The Larder of the Wise: The Story of Vancouver’s James Inglis Reid Ltd. traces the history of the iconic store whose traditional Scottish fare and well-remembered hallmarks of “We hae meat that ye can eat” and “Value always” earned the following of devoted customers from inside and outside of the city for almost eighty years.
Founded in 1908 and situated for most of its history at 559 Granville Street, Reid’s was a fixture in Vancouver’s downtown shopping district. Customers were drawn by the store’s cured and smoked hams and bacons, expertly prepared sausages and haggis, freshly baked meat pies and scones, and many other favourite items—almost all made on premises using recipes and artisanal techniques passed down for decades.

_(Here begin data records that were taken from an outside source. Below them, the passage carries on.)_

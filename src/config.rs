//! Configuration for the treasure manager
//!
//! Centralized configuration with sensible defaults.

use std::path::PathBuf;

use crate::error::{Result, TreasureError};

/// Main configuration for a treasure manager instance
#[derive(Debug, Clone)]
pub struct Config {
    // -------------------------------------------------------------------------
    // Storage Configuration
    // -------------------------------------------------------------------------
    /// Directory that holds every hunt directory and the log links
    /// Internal structure:
    ///   {base_dir}/
    ///     ├── {hunt}/
    ///     │     ├── treasures      (fixed-width records)
    ///     │     └── logged_hunt    (audit log)
    ///     └── logged_hunt-{hunt}   (symlink to the audit log)
    pub base_dir: PathBuf,

    /// Permission bits for newly created hunt directories (unix only)
    pub dir_mode: u32,

    /// Permission bits for newly created record and log files (unix only)
    pub file_mode: u32,

    // -------------------------------------------------------------------------
    // Record Configuration
    // -------------------------------------------------------------------------
    /// What to do with text longer than its fixed field
    pub text_policy: TextPolicy,
}

/// Handling of owner/clue text that does not fit its fixed-width field
#[derive(Debug, Clone, Copy, PartialEq, Eq, Default)]
pub enum TextPolicy {
    /// Cut the text at the last UTF-8 boundary that fits
    #[default]
    Truncate,

    /// Fail the encode with `FieldTooLong`
    Reject,
}

impl Default for Config {
    fn default() -> Self {
        Self {
            base_dir: PathBuf::from("."),
            dir_mode: 0o700,
            file_mode: 0o600,
            text_policy: TextPolicy::Truncate,
        }
    }
}

impl Config {
    /// Create a new config builder
    pub fn builder() -> ConfigBuilder {
        ConfigBuilder::default()
    }

    /// Check that the configuration can be used
    pub fn validate(&self) -> Result<()> {
        if self.base_dir.as_os_str().is_empty() {
            return Err(TreasureError::Config("base directory is empty".to_string()));
        }
        if self.dir_mode & 0o700 != 0o700 {
            return Err(TreasureError::Config(format!(
                "directory mode {:o} must grant the owner rwx",
                self.dir_mode
            )));
        }
        if self.file_mode & 0o600 != 0o600 {
            return Err(TreasureError::Config(format!(
                "file mode {:o} must grant the owner rw",
                self.file_mode
            )));
        }
        Ok(())
    }
}

/// Builder for Config
#[derive(Default)]
pub struct ConfigBuilder {
    config: Config,
}

impl ConfigBuilder {
    /// Set the base directory (parent of all hunts)
    pub fn base_dir(mut self, path: impl Into<PathBuf>) -> Self {
        self.config.base_dir = path.into();
        self
    }

    /// Set the mode for new hunt directories
    pub fn dir_mode(mut self, mode: u32) -> Self {
        self.config.dir_mode = mode;
        self
    }

    /// Set the mode for new record and log files
    pub fn file_mode(mut self, mode: u32) -> Self {
        self.config.file_mode = mode;
        self
    }

    /// Set the oversized-text policy
    pub fn text_policy(mut self, policy: TextPolicy) -> Self {
        self.config.text_policy = policy;
        self
    }

    pub fn build(self) -> Config {
        self.config
    }
}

When it closed in 1986 to make way for the Pacific Centre development, many thought an important part of Vancouver heritage was forever lost. But thanks to a treasure-trove of business records, letters, photos and objects preserved from the store, and drawing on her own personal memories and knowledge of the business as the granddaughter of company founder James Reid and the daughter of Gordon Wyness, who succeeded Reid as manager, author M. Anne Wyness brings this special store alive once again.
Richly illustrated and engagingly told, this story of a unique family business is also a story of Vancouver itself. Through economic booms and declines, two world wars, shifts in consumer habits, the rise of the suburbs and the changing fortunes of the downtown Granville Street area, Reid’s enjoyed prosperity and endured challenges in step with a changing city.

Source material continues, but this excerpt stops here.